I don't have much of those information ATM, but I will tell you that
SQLite3 used 3MB, while SQLite2 used 3.8MB for the duration of test 6
and they both used up all CPU.
Will try to gather information about database sizes next time. But I
don't know how can I reliably measure memory usage on windows.

--
Nemanja Corlija <[EMAIL PROTECTED]>


Re: [sqlite] More benchmarks

2006-02-07 Thread Jim C. Nasby
On Tue, Feb 07, 2006 at 10:04:43AM -0500, Clay Dowling wrote:
> 
> Jim C. Nasby said:
> 
> > Well, that certainly won't help things... at a minimum, on your machine,
> > you should change the following:
> > shared_buffers=1
> > effective_cache_size=10
> >
> > The following should also help:
> > work_mem=1
> > vacuum_cost_delay=50
> > autovacuum=on
> > autovacuum_vacuum_scale_factor=0.2
> 
> Jim,
> 
> I just want to say thanks for providing these tuning parameters.  I not
> currently using your product, but I hope to in the near future for a
> larger scale version of my own product.  Performance tuning is something
> of an arcane art from my perspective, so getting any help on it is highly
> desirable.

You're welcome. Just to clarify, PostgreSQL isn't really a Pervasive
product; we just have a bundled installer and offer support and
services, but it's all the same as the community code. When it comes to
tuning, http://www.powerpostgresql.com/PerfList and
http://www.revsys.com/writings/postgresql-performance.html are a couple
places to start looking.

Finally, and luckily this applies to SQLite as well so this doesn't get
too off topic :), PLEASE seek help/advice BEFORE spending a bunch of
money on a big server! All too often I see people who spend a load of $$
on equipment they didn't need or won't be able to utilize because they
didn't do enough research before hand. Granted, I'm biased since I make
money on consulting, but the amount of money I've seen people spend on
needless hardware would often buy a pretty good chunk of my time.
-- 
Jim C. Nasby, Sr. Engineering Consultant  [EMAIL PROTECTED]
Pervasive Software  http://pervasive.comwork: 512-231-6117
vcard: http://jim.nasby.net/pervasive.vcf   cell: 512-569-9461


Re: [sqlite] More benchmarks

2006-02-07 Thread Jim C. Nasby
On Tue, Feb 07, 2006 at 09:54:22AM -0600, Jim C. Nasby wrote:
> Hrm, that's rather odd. What does top show when it's running through
> psql? Are the test scripts available for download? I'll try this on my
> machine as well...

I see theh tcl now... is TCL piping into psql, or are there a set of raw
files you could post or send me? If you're piping from TCL, I'd be
curious to see what the difference is if you run this manually. For
these large data sets I also think it's not very reflective of the
database to send the result set all the way back through the client,
since that's not very representative of the real world. In the case of
PostgreSQL, a good alternative would be

SELECT count(*) FROM (
SELECT t1.a  FROM ...
) a
;

But I'm not sure if all the other databases support that.
-- 
Jim C. Nasby, Sr. Engineering Consultant  [EMAIL PROTECTED]
Pervasive Software  http://pervasive.comwork: 512-231-6117
vcard: http://jim.nasby.net/pervasive.vcf   cell: 512-569-9461


Re: [sqlite] More benchmarks

2006-02-07 Thread Jim C. Nasby
On Tue, Feb 07, 2006 at 08:07:53AM -0500, [EMAIL PROTECTED] wrote:
> It is also interesting to note that PostgreSQL get significantly
> slower in Test 13 (join with an index) versus Test 6 (the same
> join without an index).  What is that about?  Firebird shows the
> same effect, but less dramatically.  Could it be a difference in
> the data that the tables hold at that point.  Test 6B proposed
> above really would be instructive here, I think.
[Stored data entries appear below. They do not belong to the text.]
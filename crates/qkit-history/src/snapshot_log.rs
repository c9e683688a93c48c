#![forbid(unsafe_code)]

//! Bounded linear snapshot log for undo/redo.
//!
//! [`SnapshotLog`] keeps full-text snapshots of the document in a single
//! ordered sequence with one cursor marking the currently displayed state.
//! There is no diffing: every entry is a complete copy, stored behind an
//! `Arc<str>` so handing a snapshot back to the caller never re-copies the
//! text.
//!
//! # Invariants
//!
//! 1. `cursor` is `None` iff the log is empty.
//! 2. `cursor < entries.len()` whenever `Some`.
//! 3. `entries.len() <= config.max_entries` after any operation.
//! 4. A push discards everything after the cursor (the redo branch) before
//!    appending.
//!
//! ```text
//! push(d) with cursor on b
//! ┌─────────────────────────────┐      ┌─────────────────────────────┐
//! │ entries: [a, b, c]          │  ──► │ entries: [a, b, d]          │
//! │ cursor:        ^b           │      │ cursor:        ^d           │
//! └─────────────────────────────┘      └─────────────────────────────┘
//!
//! push(e) at capacity 3
//! ┌─────────────────────────────┐      ┌─────────────────────────────┐
//! │ entries: [a, b, d]          │  ──► │ entries: [b, d, e]          │
//! │ cursor:        ^d           │      │ cursor:        ^e           │
//! └─────────────────────────────┘      └─────────────────────────────┘
//! ```
//!
//! At capacity the oldest entry is dropped and the cursor stays on the last
//! index rather than advancing past it. Undo depth shrinks by one per
//! steady-state push; the current entry is never displaced.

use std::collections::VecDeque;
use std::fmt;
use std::sync::Arc;

/// Configuration for the snapshot log.
#[derive(Debug, Clone)]
pub struct HistoryConfig {
    /// Maximum number of snapshots to retain. Oldest entries are evicted
    /// when a push would exceed this.
    pub max_entries: usize,
}

impl Default for HistoryConfig {
    fn default() -> Self {
        Self { max_entries: 50 }
    }
}

impl HistoryConfig {
    /// Create a configuration with a custom entry limit.
    #[must_use]
    pub fn new(max_entries: usize) -> Self {
        Self { max_entries }
    }

    /// Create an unlimited configuration (for testing).
    #[must_use]
    pub fn unlimited() -> Self {
        Self {
            max_entries: usize::MAX,
        }
    }
}

/// Bounded linear undo/redo log of full-document snapshots.
pub struct SnapshotLog {
    /// Snapshots, oldest first.
    entries: VecDeque<Arc<str>>,
    /// Index of the current entry; `None` iff `entries` is empty.
    cursor: Option<usize>,
    config: HistoryConfig,
}

impl fmt::Debug for SnapshotLog {
    fn fmt(&self, f: &mut fmt::Formatter<'_>) -> fmt::Result {
        f.debug_struct("SnapshotLog")
            .field("entries", &self.entries.len())
            .field("cursor", &self.cursor)
            .field("config", &self.config)
            .finish()
    }
}

impl Default for SnapshotLog {
    fn default() -> Self {
        Self::new(HistoryConfig::default())
    }
}

impl SnapshotLog {
    /// Create an empty log with the given configuration.
    #[must_use]
    pub fn new(config: HistoryConfig) -> Self {
        Self {
            entries: VecDeque::new(),
            cursor: None,
            config,
        }
    }

    /// Rebuild a log from persisted parts.
    ///
    /// Entries beyond capacity are dropped from the front with the cursor
    /// shifted to match; a missing or out-of-range cursor is clamped into
    /// bounds rather than rejected. Persisted state is outside the crate's
    /// control, so this constructor never fails.
    #[must_use]
    pub fn restore(config: HistoryConfig, entries: Vec<String>, cursor: Option<usize>) -> Self {
        let mut entries: VecDeque<Arc<str>> =
            entries.into_iter().map(Arc::from).collect();
        let dropped = entries.len().saturating_sub(config.max_entries);
        for _ in 0..dropped {
            entries.pop_front();
        }
        let cursor = match entries.len() {
            0 => None,
            len => Some(
                cursor
                    .map_or(len - 1, |c| c.saturating_sub(dropped))
                    .min(len - 1),
            ),
        };
        Self {
            entries,
            cursor,
            config,
        }
    }

    // ========================================================================
    // Core Operations
    // ========================================================================

    /// Append a snapshot, discarding the redo branch.
    ///
    /// Under capacity the cursor advances onto the new entry. At capacity the
    /// oldest entry is dropped instead and the cursor stays on the last
    /// index.
    pub fn push(&mut self, text: &str) {
        match self.cursor {
            Some(c) => self.entries.truncate(c + 1),
            None => self.entries.clear(),
        }
        self.entries.push_back(Arc::from(text));
        if self.entries.len() > self.config.max_entries {
            self.entries.pop_front();
            self.cursor = self.entries.len().checked_sub(1);
        } else {
            self.cursor = Some(self.cursor.map_or(0, |c| c + 1));
        }
        tracing::trace!(
            entries = self.entries.len(),
            cursor = ?self.cursor,
            "snapshot pushed"
        );
    }

    /// Step the cursor back and return the snapshot it now points at.
    ///
    /// Returns `None` at the start of history. A cursor pointing at a
    /// missing entry is treated as a no-op rather than a fault.
    pub fn undo(&mut self) -> Option<Arc<str>> {
        let cursor = self.cursor?;
        if cursor == 0 {
            return None;
        }
        let snapshot = self.entries.get(cursor - 1)?.clone();
        self.cursor = Some(cursor - 1);
        tracing::trace!(cursor = cursor - 1, "undo");
        Some(snapshot)
    }

    /// Step the cursor forward and return the snapshot it now points at.
    ///
    /// Returns `None` at the end of history.
    pub fn redo(&mut self) -> Option<Arc<str>> {
        let cursor = self.cursor?;
        if cursor + 1 >= self.entries.len() {
            return None;
        }
        let snapshot = self.entries.get(cursor + 1)?.clone();
        self.cursor = Some(cursor + 1);
        tracing::trace!(cursor = cursor + 1, "redo");
        Some(snapshot)
    }

    // ========================================================================
    // Query
    // ========================================================================

    /// Check if undo is available.
    #[must_use]
    pub fn can_undo(&self) -> bool {
        self.cursor.is_some_and(|c| c > 0)
    }

    /// Check if redo is available.
    #[must_use]
    pub fn can_redo(&self) -> bool {
        self.cursor.is_some_and(|c| c + 1 < self.entries.len())
    }

    /// The snapshot the cursor points at, if any.
    #[must_use]
    pub fn current(&self) -> Option<&Arc<str>> {
        self.entries.get(self.cursor?)
    }

    /// Cursor position, `None` when empty.
    #[must_use]
    pub fn cursor(&self) -> Option<usize> {
        self.cursor
    }

    /// Number of retained snapshots.
    #[must_use]
    pub fn len(&self) -> usize {
        self.entries.len()
    }

    /// Check if the log holds no snapshots.
    #[must_use]
    pub fn is_empty(&self) -> bool {
        self.entries.is_empty()
    }

    /// Iterate snapshots oldest first.
    pub fn iter(&self) -> impl Iterator<Item = &Arc<str>> {
        self.entries.iter()
    }

    /// Get the configuration.
    #[must_use]
    pub fn config(&self) -> &HistoryConfig {
        &self.config
    }

    // ========================================================================
    // Maintenance
    // ========================================================================

    /// Drop all snapshots.
    pub fn clear(&mut self) {
        self.entries.clear();
        self.cursor = None;
    }
}

// ============================================================================
// Tests
// ============================================================================

#[cfg(test)]
mod tests {
    use super::*;

    fn texts(log: &SnapshotLog) -> Vec<&str> {
        log.iter().map(|s| s.as_ref()).collect()
    }

    #[test]
    fn new_log_is_empty() {
        let log = SnapshotLog::default();
        assert!(log.is_empty());
        assert_eq!(log.cursor(), None);
        assert!(!log.can_undo());
        assert!(!log.can_redo());
        assert!(log.current().is_none());
    }

    #[test]
    fn push_sets_current() {
        let mut log = SnapshotLog::default();
        log.push("a");
        assert_eq!(log.current().map(|s| s.as_ref()), Some("a"));
        assert_eq!(log.cursor(), Some(0));
        assert!(!log.can_undo());
        assert!(!log.can_redo());
    }

    #[test]
    fn undo_steps_back_redo_steps_forward() {
        let mut log = SnapshotLog::default();
        log.push("a");
        log.push("b");
        log.push("c");

        assert_eq!(log.undo().as_deref(), Some("b"));
        assert_eq!(log.undo().as_deref(), Some("a"));
        assert_eq!(log.undo(), None);

        assert_eq!(log.redo().as_deref(), Some("b"));
        assert_eq!(log.redo().as_deref(), Some("c"));
        assert_eq!(log.redo(), None);
    }

    #[test]
    fn bounds_queries_track_cursor() {
        let mut log = SnapshotLog::default();
        log.push("a");
        log.push("b");
        assert!(log.can_undo());
        assert!(!log.can_redo());

        log.undo();
        assert!(!log.can_undo());
        assert!(log.can_redo());
    }

    #[test]
    fn push_after_undo_truncates_redo_branch() {
        let mut log = SnapshotLog::default();
        log.push("a");
        log.push("b");
        log.push("c");
        log.undo();
        log.undo();
        log.push("d");

        assert_eq!(texts(&log), vec!["a", "d"]);
        assert_eq!(log.current().map(|s| s.as_ref()), Some("d"));
        assert_eq!(log.redo(), None);
    }

    #[test]
    fn capacity_drops_oldest_keeps_cursor_on_last() {
        let mut log = SnapshotLog::new(HistoryConfig::new(3));
        for t in ["a", "b", "c", "d"] {
            log.push(t);
        }
        assert_eq!(texts(&log), vec!["b", "c", "d"]);
        assert_eq!(log.cursor(), Some(2));
        assert_eq!(log.current().map(|s| s.as_ref()), Some("d"));
    }

    #[test]
    fn steady_state_at_capacity_never_displaces_current() {
        let mut log = SnapshotLog::new(HistoryConfig::new(2));
        for t in ["a", "b", "c", "d", "e"] {
            log.push(t);
        }
        assert_eq!(texts(&log), vec!["d", "e"]);
        assert_eq!(log.current().map(|s| s.as_ref()), Some("e"));
        assert_eq!(log.undo().as_deref(), Some("d"));
    }

    #[test]
    fn capacity_zero_retains_nothing() {
        let mut log = SnapshotLog::new(HistoryConfig::new(0));
        log.push("a");
        assert!(log.is_empty());
        assert_eq!(log.cursor(), None);
    }

    #[test]
    fn clear_resets_cursor() {
        let mut log = SnapshotLog::default();
        log.push("a");
        log.push("b");
        log.clear();
        assert!(log.is_empty());
        assert_eq!(log.cursor(), None);
        assert!(!log.can_undo());
    }

    #[test]
    fn restore_clamps_out_of_range_cursor() {
        let log = SnapshotLog::restore(
            HistoryConfig::default(),
            vec!["a".into(), "b".into()],
            Some(9),
        );
        assert_eq!(log.cursor(), Some(1));
        assert_eq!(log.current().map(|s| s.as_ref()), Some("b"));
    }

    #[test]
    fn restore_missing_cursor_defaults_to_last() {
        let log = SnapshotLog::restore(
            HistoryConfig::default(),
            vec!["a".into(), "b".into(), "c".into()],
            None,
        );
        assert_eq!(log.cursor(), Some(2));
    }

    #[test]
    fn restore_over_capacity_shifts_cursor() {
        let log = SnapshotLog::restore(
            HistoryConfig::new(2),
            vec!["a".into(), "b".into(), "c".into()],
            Some(2),
        );
        assert_eq!(texts(&log), vec!["b", "c"]);
        assert_eq!(log.cursor(), Some(1));
    }

    #[test]
    fn restore_empty_is_empty() {
        let log = SnapshotLog::restore(HistoryConfig::default(), Vec::new(), Some(3));
        assert!(log.is_empty());
        assert_eq!(log.cursor(), None);
    }

    #[test]
    fn debug_impl_reports_depth() {
        let mut log = SnapshotLog::default();
        log.push("a");
        let s = format!("{log:?}");
        assert!(s.contains("SnapshotLog"));
        assert!(s.contains("cursor"));
    }
}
Well, I'm a bit skeptical as to the usefulness of that test, since if
I'm reading things correctly it's essentially a cartesian product. In
any case, it's very likely that the lack of analysis and default
parameters resulted in a bad query plan. The output of EXPLAIN ANALYZE
would be most instructive.

> I also wonder if MySQL and Firebird would benefit from tuning.
> The MySQL people are rather laid back and probably will say
> something like "whatever" if asked.  The Firebird crowd, on the
> other hand, tend to be edgy and I suspect we will be hearing 
> some pointed commentary from them in the near future.

FWIW, I wouldn't really consider the changes I suggested 'tuning', as 
they're rather off-the-cuff based strictly on my experience and limited
knowledge as to the workload. Personally, I'd prefer if PostgreSQL would
at least provide multiple sample configs, but c'est la vie.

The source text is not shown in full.